TUAREG BOYS OF BAGUEZAN MOUNTAINS.
“ATAGOOM,” A TUAREG NATIVE OF AÏR IN TYPICAL DRESS.
The women wear loose cotton garb swathed about them, but, being of diminutive stature, they seldom bear anything of the native gracefulness which is often associated with the men, many of whom have more than ordinary vanity as to their appearance and carry themselves accordingly. The women are much given to wearing bright coloured cottons, and sometimes the effect in sombre surroundings is very pleasant. For ornament the women principally wear bangles both on the wrists and above the elbows, necklaces to which one or more charm is attached, and earrings.

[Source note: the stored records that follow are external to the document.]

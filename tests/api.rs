//! HTTP API tests
//!
//! Drives the full router (middleware chain included) over in-memory stores.

mod common;

use std::sync::Arc;
use std::time::Duration;

use axum::{
    body::{to_bytes, Body},
    http::{
        header::{
            ACCESS_CONTROL_ALLOW_CREDENTIALS, ACCESS_CONTROL_ALLOW_HEADERS, ACCESS_CONTROL_ALLOW_ORIGIN,
            ACCESS_CONTROL_MAX_AGE, ACCESS_CONTROL_REQUEST_HEADERS, ACCESS_CONTROL_REQUEST_METHOD, CONTENT_TYPE,
            ORIGIN,
        },
        Method, Request, StatusCode,
    },
    Router,
};
use common::*;
use krawl::backend::auth::public_endpoints::PublicEndpoints;
use krawl::backend::auth::revocation::{InMemoryRevocationStore, RevocationStore};
use krawl::backend::auth::users::InMemoryIdentityLoader;
use chrono::Utc;
use krawl::backend::routes::create_router;
use krawl::backend::server::config::AppConfig;
use krawl::backend::server::state::AppState;
use pretty_assertions::assert_eq;
use serde_json::{json, Value};
use tower::ServiceExt;

struct TestApp {
    router: Router,
    state: AppState,
    revocations: Arc<InMemoryRevocationStore>,
    identities: Arc<InMemoryIdentityLoader>,
}

impl TestApp {
    async fn new() -> Self {
        Self::with_config(test_config()).await
    }

    async fn with_config(config: AppConfig) -> Self {
        let revocations = Arc::new(InMemoryRevocationStore::new());
        let identities = identities(&["U1"]).await;
        let state = AppState::with_stores(
            &config,
            revocations.clone(),
            identities.clone(),
            PublicEndpoints::default(),
        );

        Self {
            router: create_router(state.clone()),
            state,
            revocations,
            identities,
        }
    }

    fn access_token(&self, id: &str) -> String {
        self.state.tokens.issue_access_token(&identity(id)).unwrap()
    }

    fn refresh_token(&self, id: &str) -> String {
        self.state.tokens.issue_refresh_token(&identity(id)).unwrap()
    }

    async fn send(&self, request: Request<Body>) -> (StatusCode, Value) {
        let response = self.router.clone().oneshot(request).await.unwrap();
        let status = response.status();
        let bytes = to_bytes(response.into_body(), usize::MAX).await.unwrap();
        let body = serde_json::from_slice(&bytes).unwrap_or(Value::Null);
        (status, body)
    }

    async fn get(&self, path: &str, token: Option<&str>) -> (StatusCode, Value) {
        self.send(request(Method::GET, path, token)).await
    }

    async fn post_json(&self, path: &str, body: Value) -> (StatusCode, Value) {
        let request = Request::builder()
            .method(Method::POST)
            .uri(path)
            .header(CONTENT_TYPE, "application/json")
            .body(Body::from(body.to_string()))
            .unwrap();
        self.send(request).await
    }
}

#[tokio::test]
async fn health_is_public() {
    let app = TestApp::new().await;

    let (status, body) = app.get("/actuator/health", None).await;
    assert_eq!(status, StatusCode::OK);
    assert_eq!(body, json!({ "status": "UP" }));
}

#[tokio::test]
async fn health_ignores_revoked_credentials() {
    let app = TestApp::new().await;
    let token = app.access_token("U1");
    app.revocations.revoke(&token, in_one_hour()).await.unwrap();

    let (status, _) = app.get("/actuator/health", Some(&token)).await;
    assert_eq!(status, StatusCode::OK);
}

#[tokio::test]
async fn me_requires_authentication() {
    let app = TestApp::new().await;

    let (status, body) = app.get("/api/users/me", None).await;
    assert_eq!(status, StatusCode::UNAUTHORIZED);
    assert_eq!(
        body,
        json!({
            "error": "UNAUTHORIZED",
            "message": "Authentication required",
            "status": 401,
        })
    );

    let (status, _) = app.get("/api/users/me", Some("not.a.token")).await;
    assert_eq!(status, StatusCode::UNAUTHORIZED);
}

#[tokio::test]
async fn me_returns_resolved_identity() {
    let app = TestApp::new().await;
    let token = app.access_token("U1");

    let (status, body) = app.get("/api/users/me", Some(&token)).await;
    assert_eq!(status, StatusCode::OK);
    assert_eq!(
        body,
        json!({
            "id": "U1",
            "email": "u1@krawl.test",
            "username": "user-u1",
            "authorities": ["ROLE_USER"],
        })
    );
}

#[tokio::test]
async fn me_rejects_deleted_user() {
    let app = TestApp::new().await;
    let token = app.access_token("U1");
    app.identities.remove("U1").await;

    let (status, _) = app.get("/api/users/me", Some(&token)).await;
    assert_eq!(status, StatusCode::UNAUTHORIZED);
}

#[tokio::test]
async fn revoke_invalidates_access_token() {
    let app = TestApp::new().await;
    let access = app.access_token("U1");
    let refresh = app.refresh_token("U1");

    let (status, body) = app
        .post_json(
            "/api/auth/revoke",
            json!({ "accessToken": access, "refreshToken": refresh }),
        )
        .await;
    assert_eq!(status, StatusCode::OK);
    assert_eq!(body, json!({ "message": "Tokens revoked successfully" }));
    assert_eq!(app.revocations.len().await, 2);

    let (status, _) = app.get("/api/users/me", Some(&access)).await;
    assert_eq!(status, StatusCode::UNAUTHORIZED);

    let (status, _) = app.post_json("/api/auth/refresh", json!({ "refreshToken": refresh })).await;
    assert_eq!(status, StatusCode::UNAUTHORIZED);
}

#[tokio::test]
async fn revoke_does_not_reveal_token_validity() {
    let app = TestApp::new().await;

    let (status, body) = app
        .post_json(
            "/api/auth/revoke",
            json!({ "accessToken": "garbage", "refreshToken": "also-garbage" }),
        )
        .await;
    assert_eq!(status, StatusCode::OK);
    assert_eq!(body, json!({ "message": "Tokens revoked successfully" }));
    assert!(app.revocations.is_empty().await);

    let (status, _) = app.post_json("/api/auth/revoke", json!({})).await;
    assert_eq!(status, StatusCode::OK);
}

#[tokio::test]
async fn revoke_skips_invalid_refresh_token() {
    let app = TestApp::new().await;
    let access = app.access_token("U1");

    let (status, _) = app
        .post_json(
            "/api/auth/revoke",
            // An access token in the refresh slot is not a refresh token
            json!({ "accessToken": access, "refreshToken": access }),
        )
        .await;
    assert_eq!(status, StatusCode::OK);
    assert_eq!(app.revocations.len().await, 1);
}

#[tokio::test]
async fn refresh_rotates_tokens() {
    let app = TestApp::new().await;
    let refresh = app.refresh_token("U1");

    let (status, body) = app.post_json("/api/auth/refresh", json!({ "refreshToken": refresh })).await;
    assert_eq!(status, StatusCode::OK);
    let access = body["accessToken"].as_str().unwrap().to_string();
    let rotated = body["refreshToken"].as_str().unwrap().to_string();
    assert_ne!(rotated, refresh);
    assert!(app.revocations.is_revoked(&refresh).await.unwrap());

    let (status, me) = app.get("/api/users/me", Some(&access)).await;
    assert_eq!(status, StatusCode::OK);
    assert_eq!(me["id"], "U1");

    // The spent refresh token cannot be replayed; the rotated one works
    let (status, body) = app.post_json("/api/auth/refresh", json!({ "refreshToken": refresh })).await;
    assert_eq!(status, StatusCode::UNAUTHORIZED);
    assert_eq!(body["error"], "UNAUTHORIZED");

    let (status, _) = app.post_json("/api/auth/refresh", json!({ "refreshToken": rotated })).await;
    assert_eq!(status, StatusCode::OK);
}

#[tokio::test]
async fn refresh_rejects_blank_token() {
    let app = TestApp::new().await;

    for body in [json!({ "refreshToken": "" }), json!({ "refreshToken": "   " }), json!({})] {
        let (status, response) = app.post_json("/api/auth/refresh", body).await;
        assert_eq!(status, StatusCode::BAD_REQUEST);
        assert_eq!(response["error"], "VALIDATION_ERROR");
        assert_eq!(response["status"], 400);
    }
}

#[tokio::test]
async fn refresh_rejects_access_token() {
    let app = TestApp::new().await;
    let access = app.access_token("U1");

    let (status, _) = app.post_json("/api/auth/refresh", json!({ "refreshToken": access })).await;
    assert_eq!(status, StatusCode::UNAUTHORIZED);
    assert!(app.revocations.is_empty().await);
}

#[tokio::test]
async fn refresh_rejects_unknown_user() {
    let app = TestApp::new().await;
    let refresh = app.refresh_token("U7");

    let (status, _) = app.post_json("/api/auth/refresh", json!({ "refreshToken": refresh })).await;
    assert_eq!(status, StatusCode::UNAUTHORIZED);
    assert!(!app.revocations.is_revoked(&refresh).await.unwrap());
}

#[tokio::test]
async fn refresh_rejects_garbage() {
    let app = TestApp::new().await;

    let (status, body) = app
        .post_json("/api/auth/refresh", json!({ "refreshToken": "invalid.token.here" }))
        .await;
    assert_eq!(status, StatusCode::UNAUTHORIZED);
    assert_eq!(body["status"], 401);
}

#[tokio::test]
async fn unknown_route_is_json_not_found() {
    let app = TestApp::new().await;
    let token = app.access_token("U1");

    let (status, body) = app.get("/api/nowhere", Some(&token)).await;
    assert_eq!(status, StatusCode::NOT_FOUND);
    assert_eq!(body["error"], "RESOURCE_NOT_FOUND");
    assert_eq!(body["message"], "No route for /api/nowhere");

    // Unknown paths under a public rule stay reachable anonymously
    let (status, _) = app.get("/api/gems/unknown/path", None).await;
    assert_eq!(status, StatusCode::NOT_FOUND);
}

#[tokio::test]
async fn anonymous_requests_to_protected_paths_are_denied() {
    let app = TestApp::new().await;

    for (method, path) in [
        (Method::POST, "/api/krawls"),
        (Method::GET, "/api/nowhere"),
        (Method::POST, "/api/gems"),
    ] {
        let (status, body) = app.send(request(method, path, None)).await;
        assert_eq!(status, StatusCode::UNAUTHORIZED, "{path}");
        assert_eq!(body["message"], "Authentication required");
    }

    let (status, _) = app.get("/api/krawls", Some("invalid.token.here")).await;
    assert_eq!(status, StatusCode::UNAUTHORIZED);
}

#[tokio::test]
async fn revoked_token_stays_rejected_through_clock_skew() {
    let config = AppConfig::builder(TEST_SECRET)
        .access_ttl(Duration::from_secs(1))
        .refresh_ttl(Duration::from_secs(1))
        .build()
        .unwrap();
    let app = TestApp::with_config(config).await;
    let access = app.access_token("U1");
    let refresh = app.refresh_token("U1");

    let (status, _) = app.post_json("/api/auth/refresh", json!({ "refreshToken": refresh })).await;
    assert_eq!(status, StatusCode::OK);
    let (status, _) = app.post_json("/api/auth/revoke", json!({ "accessToken": access })).await;
    assert_eq!(status, StatusCode::OK);

    let record = app.revocations.get(&access).await.unwrap();
    assert!(record.expires_at > Utc::now() + chrono::Duration::seconds(290));

    // Past `exp` but inside the clock skew the tokens still validate
    tokio::time::sleep(Duration::from_millis(2100)).await;

    let (status, _) = app.get("/api/users/me", Some(&access)).await;
    assert_eq!(status, StatusCode::UNAUTHORIZED);
    let (status, _) = app.post_json("/api/auth/refresh", json!({ "refreshToken": refresh })).await;
    assert_eq!(status, StatusCode::UNAUTHORIZED);
}

#[tokio::test]
async fn cors_preflight_allows_configured_origin() {
    let app = TestApp::new().await;
    let preflight = Request::builder()
        .method(Method::OPTIONS)
        .uri("/api/users/me")
        .header(ORIGIN, "http://localhost:3000")
        .header(ACCESS_CONTROL_REQUEST_METHOD, "GET")
        .header(ACCESS_CONTROL_REQUEST_HEADERS, "authorization")
        .body(Body::empty())
        .unwrap();

    let response = app.router.clone().oneshot(preflight).await.unwrap();
    assert_eq!(response.status(), StatusCode::OK);
    let headers = response.headers();
    assert_eq!(headers[ACCESS_CONTROL_ALLOW_ORIGIN], "http://localhost:3000");
    assert_eq!(headers[ACCESS_CONTROL_ALLOW_CREDENTIALS], "true");
    assert_eq!(headers[ACCESS_CONTROL_MAX_AGE], "3600");
    assert!(headers[ACCESS_CONTROL_ALLOW_HEADERS]
        .to_str()
        .unwrap()
        .contains("authorization"));
}

#[tokio::test]
async fn cors_ignores_unlisted_origin() {
    let app = TestApp::new().await;
    let request = Request::builder()
        .uri("/actuator/health")
        .header(ORIGIN, "https://evil.example")
        .body(Body::empty())
        .unwrap();

    let response = app.router.clone().oneshot(request).await.unwrap();
    assert_eq!(response.status(), StatusCode::OK);
    assert!(response.headers().get(ACCESS_CONTROL_ALLOW_ORIGIN).is_none());
}

async fn failing_store_app() -> (Router, AppState) {
    let state = AppState::with_stores(
        &test_config(),
        Arc::new(FailingRevocationStore),
        identities(&["U1"]).await,
        PublicEndpoints::default(),
    );
    (create_router(state.clone()), state)
}

async fn post_to(router: &Router, path: &str, body: Value) -> (StatusCode, Value) {
    let request = Request::builder()
        .method(Method::POST)
        .uri(path)
        .header(CONTENT_TYPE, "application/json")
        .body(Body::from(body.to_string()))
        .unwrap();
    let response = router.clone().oneshot(request).await.unwrap();
    let status = response.status();
    let bytes = to_bytes(response.into_body(), usize::MAX).await.unwrap();
    (status, serde_json::from_slice(&bytes).unwrap())
}

fn internal_error_body() -> Value {
    json!({
        "error": "INTERNAL_ERROR",
        "message": "An unexpected error occurred",
        "status": 500,
    })
}

#[tokio::test]
async fn revoke_reports_store_failure() {
    let (router, state) = failing_store_app().await;
    let access = state.tokens.issue_access_token(&identity("U1")).unwrap();

    let (status, body) = post_to(&router, "/api/auth/revoke", json!({ "accessToken": access })).await;
    assert_eq!(status, StatusCode::INTERNAL_SERVER_ERROR);
    assert_eq!(body, internal_error_body());

    // Invalid tokens never reach the store
    let (status, _) = post_to(&router, "/api/auth/revoke", json!({ "accessToken": "garbage" })).await;
    assert_eq!(status, StatusCode::OK);
}

#[tokio::test]
async fn refresh_reports_store_failure() {
    let (router, state) = failing_store_app().await;
    let refresh = state.tokens.issue_refresh_token(&identity("U1")).unwrap();

    let (status, body) = post_to(&router, "/api/auth/refresh", json!({ "refreshToken": refresh })).await;
    assert_eq!(status, StatusCode::INTERNAL_SERVER_ERROR);
    assert_eq!(body, internal_error_body());
}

With regard to the wealth of the natives, I think it may safely be said that they are a poor people, if we except one or two chiefs who possibly have fair means. The wealthiest individual that I questioned on this matter was a native of Timia, who possessed thirty camels, which, if valued at £12 a piece—which is a fair average price—would place his total wealth at £360. But the property of the ordinary native of Aïr is usually comprised of one or two camels and a number of goats, ranging from herds of five to thirty according to their means. The camels, besides being the means of transporting private stores of grain from the south, bring in a certain ready-cash return (usually about two francs per camel per day) when hired by traders or military authorities to make up a caravan journey to Hausaland or elsewhere. The goat-herds furnish milk, which is a staple food among the Tuaregs—liquid or in the form of cheese; while male animals are butchered from time to time, the meat eaten, and the hides turned to domestic use or sold.

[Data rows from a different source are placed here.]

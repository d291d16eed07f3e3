/**
 * Session Tokens
 *
 * This module handles JWT generation and validation for user sessions.
 * Access tokens are presented as bearer credentials; refresh tokens are only
 * accepted by the refresh endpoint and carry `"type": "refresh"`.
 */

use chrono::{DateTime, TimeDelta, Utc};
use jsonwebtoken::{decode, encode, errors::ErrorKind, Algorithm, DecodingKey, EncodingKey, Header, Validation};
use serde::{Deserialize, Serialize};
use thiserror::Error;
use uuid::Uuid;

use crate::backend::auth::users::Identity;
use crate::backend::server::config::JwtConfig;

/// Kind of session token
#[derive(Debug, Clone, Copy, Default, PartialEq, Eq, Serialize, Deserialize)]
#[serde(rename_all = "lowercase")]
pub enum TokenType {
    /// Bearer credential for API requests
    #[default]
    Access,
    /// Long-lived token exchanged for a new token pair
    Refresh,
}

/// JWT claims structure
#[derive(Debug, Clone, PartialEq, Eq, Serialize, Deserialize)]
pub struct Claims {
    /// Subject (user ID)
    pub sub: String,
    /// Email
    #[serde(default, skip_serializing_if = "Option::is_none")]
    pub email: Option<String>,
    /// Granted roles
    #[serde(default, skip_serializing_if = "Vec::is_empty")]
    pub roles: Vec<String>,
    /// Token type; tokens without one are access tokens
    #[serde(rename = "type", default)]
    pub token_type: TokenType,
    /// Unique token ID
    #[serde(default)]
    pub jti: String,
    /// Issued at time (Unix timestamp)
    pub iat: u64,
    /// Expiration time (Unix timestamp)
    pub exp: u64,
}

impl Claims {
    /// Expiration as a timestamp
    pub fn expires_at(&self) -> DateTime<Utc> {
        i64::try_from(self.exp)
            .ok()
            .and_then(|secs| DateTime::from_timestamp(secs, 0))
            .unwrap_or(DateTime::<Utc>::MAX_UTC)
    }
}

/// Token validation errors
#[derive(Debug, Clone, PartialEq, Eq, Error)]
pub enum TokenError {
    #[error("token expired")]
    Expired,
    #[error("malformed token: {0}")]
    Malformed(String),
    #[error("token signature verification failed")]
    BadSignature,
    #[error("expected {expected:?} token, found {found:?}")]
    WrongType { expected: TokenType, found: TokenType },
    #[error("token service failure: {0}")]
    Internal(String),
}

impl From<jsonwebtoken::errors::Error> for TokenError {
    fn from(err: jsonwebtoken::errors::Error) -> Self {
        match err.kind() {
            ErrorKind::ExpiredSignature => Self::Expired,
            ErrorKind::InvalidSignature => Self::BadSignature,
            ErrorKind::InvalidKeyFormat => Self::Internal(err.to_string()),
            _ => Self::Malformed(err.to_string()),
        }
    }
}

/// Decodes bearer tokens into claims
///
/// Implementations must be cheap to call per request and must not log above
/// `debug`; the authentication pipeline owns failure logging.
pub trait TokenValidator: Send + Sync {
    fn validate(&self, token: &str) -> Result<Claims, TokenError>;
}

/// HS256 token issuer and validator
pub struct JwtTokenService {
    encoding_key: EncodingKey,
    decoding_key: DecodingKey,
    validation: Validation,
    access_ttl_secs: u64,
    refresh_ttl_secs: u64,
}

impl JwtTokenService {
    pub fn new(config: &JwtConfig) -> Self {
        let mut validation = Validation::new(Algorithm::HS256);
        validation.leeway = config.clock_skew.as_secs();
        validation.set_required_spec_claims(&["exp", "sub"]);

        Self {
            encoding_key: EncodingKey::from_secret(config.secret.as_bytes()),
            decoding_key: DecodingKey::from_secret(config.secret.as_bytes()),
            validation,
            access_ttl_secs: config.access_ttl.as_secs(),
            refresh_ttl_secs: config.refresh_ttl.as_secs(),
        }
    }

    /// Create an access token for an identity
    pub fn issue_access_token(&self, identity: &Identity) -> Result<String, TokenError> {
        self.issue(identity, TokenType::Access, self.access_ttl_secs)
    }

    /// Create a refresh token for an identity
    pub fn issue_refresh_token(&self, identity: &Identity) -> Result<String, TokenError> {
        self.issue(identity, TokenType::Refresh, self.refresh_ttl_secs)
    }

    /// Verify a refresh token
    pub fn validate_refresh(&self, token: &str) -> Result<Claims, TokenError> {
        let claims = self.decode(token)?;
        expect_type(&claims, TokenType::Refresh)?;
        Ok(claims)
    }

    /// Instant until which a revocation of this token must be kept
    ///
    /// Tokens stay valid for the clock skew past their `exp`, so a record
    /// dropped at `exp` would let a revoked token authenticate again.
    pub fn revocation_expiry(&self, claims: &Claims) -> DateTime<Utc> {
        let skew = i64::try_from(self.validation.leeway)
            .ok()
            .and_then(TimeDelta::try_seconds)
            .unwrap_or(TimeDelta::MAX);
        claims
            .expires_at()
            .checked_add_signed(skew)
            .unwrap_or(DateTime::<Utc>::MAX_UTC)
    }

    fn issue(&self, identity: &Identity, token_type: TokenType, ttl_secs: u64) -> Result<String, TokenError> {
        let now = unix_now();
        let claims = Claims {
            sub: identity.id.clone(),
            email: identity.email.clone(),
            roles: identity.authorities.clone(),
            token_type,
            jti: Uuid::new_v4().to_string(),
            iat: now,
            exp: now.saturating_add(ttl_secs),
        };
        self.sign(&claims)
    }

    pub(crate) fn sign(&self, claims: &Claims) -> Result<String, TokenError> {
        encode(&Header::new(Algorithm::HS256), claims, &self.encoding_key)
            .map_err(|e| TokenError::Internal(e.to_string()))
    }

    fn decode(&self, token: &str) -> Result<Claims, TokenError> {
        let data = decode::<Claims>(token, &self.decoding_key, &self.validation)?;
        tracing::debug!(jti = %data.claims.jti, "JWT token validated");
        Ok(data.claims)
    }
}

impl TokenValidator for JwtTokenService {
    fn validate(&self, token: &str) -> Result<Claims, TokenError> {
        let claims = self.decode(token)?;
        expect_type(&claims, TokenType::Access)?;
        Ok(claims)
    }
}

fn expect_type(claims: &Claims, expected: TokenType) -> Result<(), TokenError> {
    if claims.token_type == expected {
        Ok(())
    } else {
        Err(TokenError::WrongType { expected, found: claims.token_type })
    }
}

fn unix_now() -> u64 {
    u64::try_from(Utc::now().timestamp()).unwrap_or_default()
}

The Tuaregs of Aïr appear to be a fairly healthy race, but the women do not bear large families, and I am told that there is a good deal of inbreeding wherever there are small local settlements. Outside of Agades there is no European doctor (at Agades there is a doctor, the only one north of Zinder), and the country would benefit greatly if it could support an adequate medical staff.
The language of the Tuaregs, which they call Tamāshack (Temashight and Tarkiye: Barth), is much more difficult to learn than Hausa, and is spoken in a peculiar rapid-running fashion, which makes it very difficult to grasp the distinct sounding of the vowels. Tuareg voices are often pleasantly soft and musical.
I have remarked with interest that tree names and the names of birds and animals are well-known to almost all the natives, even boys at an early age having much knowledge of the nature about them. How many of us at home can name all the trees and birds of the common roadside? But then we are really an indoor, over-civilised people, while those natives of the outdoors must know Nature and something of her secrets, since she provides their livelihood: food, building material, ropes, saddlery, leather, clothing, dyes, medicines, even luxuries—all that is essential to man’s needs, the Tuareg harvests from his countryside, in small portion, whether he seek among the branch-tops, or digs at the tree-roots, or kills with arrow or noose-trap, or sows and reaps grain with the two hands Creation gave him and little else besides the scraps of metal he fashions to bring to his aid.
On the other hand, so far as one can observe, these natives do not discern beauty in the scenes about them, and I have often witnessed them pass by some exceptionally fair picture without paying the slightest attention to it. They are, however, attracted by strange shapes, such as are often to be seen among the rugged mountain-tops, and they sometimes exclaim and point these out.